Du tatouage à la vidéo, de la carte postale à l'installation in situ, l'art de Douglas Gordon est essentiellement polymorphe. L'artiste lui-même n'a d'identité qu'instable comme le révèle un court essai biographique de 1998, rédigé par un obscur ami anonyme (peut-être l'artiste lui-même ?). Ces souvenirs, qui participent déjà à son œuvre, sont aussi précis qu'extravagants. Douglas Gordon est né en septembre 1966 à Glasgow, au terme d'un accouchement, lit-on, qui dura environ vingt-quatre heures, sa mère mourant en couches avant de revenir à la vie. Le récit de son enfance mêle l'errance spirituelle à la violence urbaine des faubourgs de Glasgow à la fin des années 1970. Adolescent, ses ambitions artistiques lui valent de découvrir rapidement Duchamp et Warhol. Après un passage à la Slade School of Art de Londres entre 1988 et 1990, Gordon vit à Hanovre puis à Berlin. Depuis lors, l'artiste se complaît, semble-t-il, dans une existence nomade dont il est difficile de suivre la trace. Et l'auteur dépité de cette biographie la conclut ainsi : « Je ne sais plus que croire. » Cette incertitude finale, tel le dénouement des romans ou des films noirs qu'affectionne Gordon, n'est que l'amorce du sentiment de panique grandissante que propage son art.

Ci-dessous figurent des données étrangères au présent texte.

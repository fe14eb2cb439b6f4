//! Working tree diff operations.
//!
//! Provides diff between index and working tree (`git diff`),
//! and between HEAD and index (`git diff --cached`).

use bstr::{BString, ByteSlice};
use git_hash::ObjectId;
use git_index::Stage;
use git_object::FileMode;
use git_repository::Repository;

use crate::algorithm;
use crate::binary::is_binary;
use crate::tree::{diff_trees, read_blob};
use crate::{DiffError, DiffOptions, DiffResult, FileDiff, FileStatus};

/// Compute a blob OID for working tree content.
fn hash_blob(data: &[u8]) -> Option<ObjectId> {
    git_hash::hasher::Hasher::hash_object(git_hash::HashAlgorithm::Sha1, "blob", data).ok()
}

/// Snapshot of an index entry's data needed for diffing.
struct IndexEntrySnapshot {
    path: BString,
    oid: ObjectId,
    mode: FileMode,
    stat: git_index::StatData,
}

/// Diff the index against the working tree (unstaged changes).
///
/// Equivalent to `git diff` (no arguments).
pub fn diff_index_to_worktree(
    repo: &mut Repository,
    options: &DiffOptions,
) -> Result<DiffResult, DiffError> {
    let work_tree = repo
        .work_tree()
        .ok_or(git_repository::RepoError::BareNoWorkTree)?
        .to_path_buf();

    // Collect index entry data upfront to release the mutable borrow on repo.
    let entries: Vec<IndexEntrySnapshot> = {
        let index = repo.index()?;
        index
            .iter()
            .filter(|e| e.stage == Stage::Normal)
            .filter(|e| matches_pathspec(&e.path, options))
            .map(|e| IndexEntrySnapshot {
                path: e.path.clone(),
                oid: e.oid,
                mode: e.mode,
                stat: e.stat,
            })
            .collect()
    };

    let odb = repo.odb();
    let mut files = Vec::new();

    for entry in &entries {
        let fs_path = work_tree.join(entry.path.to_str_lossy().as_ref());

        if !fs_path.exists() {
            // File deleted from working tree but still in index
            let blob_data = read_blob(odb, &entry.oid)?;
            let binary = is_binary(&blob_data);
            let hunks = if binary {
                Vec::new()
            } else {
                algorithm::diff_lines(&blob_data, &[], options.algorithm, options.context_lines)
            };
            files.push(FileDiff {
                status: FileStatus::Deleted,
                old_path: Some(entry.path.clone()),
                new_path: None,
                old_mode: Some(entry.mode),
                new_mode: None,
                old_oid: Some(entry.oid),
                new_oid: None,
                hunks,
                is_binary: binary,
                similarity: None,
            });
            continue;
        }

        let metadata = std::fs::symlink_metadata(&fs_path)?;

        // Use stat comparison first (fast path)
        if entry.stat.matches(&metadata) {
            continue; // No change
        }

        // Stat differs: read the file and compare content
        let worktree_content = std::fs::read(&fs_path)?;
        let blob_data = read_blob(odb, &entry.oid)?;

        if worktree_content == blob_data {
            // Content identical despite stat change (racily clean)
            continue;
        }

        // Determine mode change
        let new_mode = file_mode_from_metadata(&metadata);

        let binary = is_binary(&blob_data) || is_binary(&worktree_content);

        let hunks = if binary {
            Vec::new()
        } else {
            algorithm::diff_lines(&blob_data, &worktree_content, options.algorithm, options.context_lines)
        };

        files.push(FileDiff {
            status: if entry.mode != new_mode && !mode_is_same_type(entry.mode, new_mode) {
                FileStatus::TypeChanged
            } else {
                FileStatus::Modified
            },
            old_path: Some(entry.path.clone()),
            new_path: Some(entry.path.clone()),
            old_mode: Some(entry.mode),
            new_mode: Some(new_mode),
            old_oid: Some(entry.oid),
            new_oid: hash_blob(&worktree_content),
            hunks,
            is_binary: binary,
            similarity: None,
        });
    }

    Ok(DiffResult { files })
}

/// Diff HEAD against the index (staged changes).
///
/// Equivalent to `git diff --cached` or `git diff --staged`.
pub fn diff_head_to_index(
    repo: &mut Repository,
    options: &DiffOptions,
) -> Result<DiffResult, DiffError> {
    let head_tree_oid = resolve_head_tree(repo)?;

    // Load index first (triggers lazy load via &mut self), then use write_tree.
    // We force the index load, drop the returned ref, and re-borrow immutably
    // via the index_path. Since index() caches the result, a second call just
    // returns the cached version. The borrow checker still sees this as a
    // &mut self borrow, so we use the free function + read the index file directly.
    let index_path = repo.git_dir().join("index");
    let index_for_tree = if index_path.exists() {
        git_index::Index::read_from(&index_path)
            .map_err(|e| DiffError::Io(std::io::Error::other(e.to_string())))?
    } else {
        git_index::Index::new()
    };
    let index_tree_oid = index_for_tree
        .write_tree(repo.odb())
        .map_err(|e| DiffError::Io(std::io::Error::other(e.to_string())))?;

    diff_trees(
        repo.odb(),
        head_tree_oid.as_ref(),
        Some(&index_tree_oid),
        options,
    )
}

/// Resolve HEAD to a tree OID. Returns None for an unborn branch.
fn resolve_head_tree(repo: &Repository) -> Result<Option<ObjectId>, DiffError> {
    let head_oid = match repo.head_oid()? {
        Some(oid) => oid,
        None => return Ok(None), // Unborn branch
    };

    // Read the commit to get its tree
    let obj = repo
        .odb()
        .read(&head_oid)
        .map_err(|e| DiffError::ObjectRead {
            oid: head_oid,
            source: e,
        })?
        .ok_or(DiffError::ObjectNotFound(head_oid))?;

    match obj {
        git_object::Object::Commit(commit) => Ok(Some(commit.tree)),
        other => Err(DiffError::UnexpectedObjectType {
            oid: head_oid,
            expected: "commit",
            actual: other.object_type().to_string(),
        }),
    }
}

/// Determine FileMode from filesystem metadata.
fn file_mode_from_metadata(meta: &std::fs::Metadata) -> FileMode {
    if meta.is_symlink() {
        FileMode::Symlink
    } else if meta.is_dir() {
        FileMode::Tree
    } else {
        #[cfg(unix)]
        {
            use std::os::unix::fs::PermissionsExt;
            if meta.permissions().mode() & 0o111 != 0 {
                return FileMode::Executable;
            }
        }
        FileMode::Regular
    }
}

/// Check if two modes represent the same type.
fn mode_is_same_type(a: FileMode, b: FileMode) -> bool {
    a.is_blob() == b.is_blob()
        && a.is_symlink() == b.is_symlink()
        && a.is_gitlink() == b.is_gitlink()
}

/// Check if a path matches the pathspec filter.
fn matches_pathspec(path: &BString, options: &DiffOptions) -> bool {
    match &options.pathspec {
        None => true,
        Some(specs) => specs
            .iter()
            .any(|spec| path.starts_with(spec.as_slice())),
    }
}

L'une des premières œuvres marquantes de Gordon est, en 1993, la projection hypnotique du film d'Alfred Hitchcock Psychose, étendue à vingt-quatre heures. Au-delà de l'étrangeté produite par le quasi-statisme de l'image ralentie, cette double manipulation technique et psychologique enchaîne le spectateur à un temps dilaté où le suspens ne débouche plus sur rien. Connu pour ses détournements du médium cinématographique, Gordon donne souvent le sentiment qu'une réalité décalée gît au cœur de la fiction.

En référence explicite aux aventures d'Alice de Lewis Carroll, Through a Looking Glass (À travers un miroir, 1999) manipule encore un court extrait de Taxi Driver de Martin Scorsese, où un psychopathe, joué par Robert De Niro, menace son propre refle […]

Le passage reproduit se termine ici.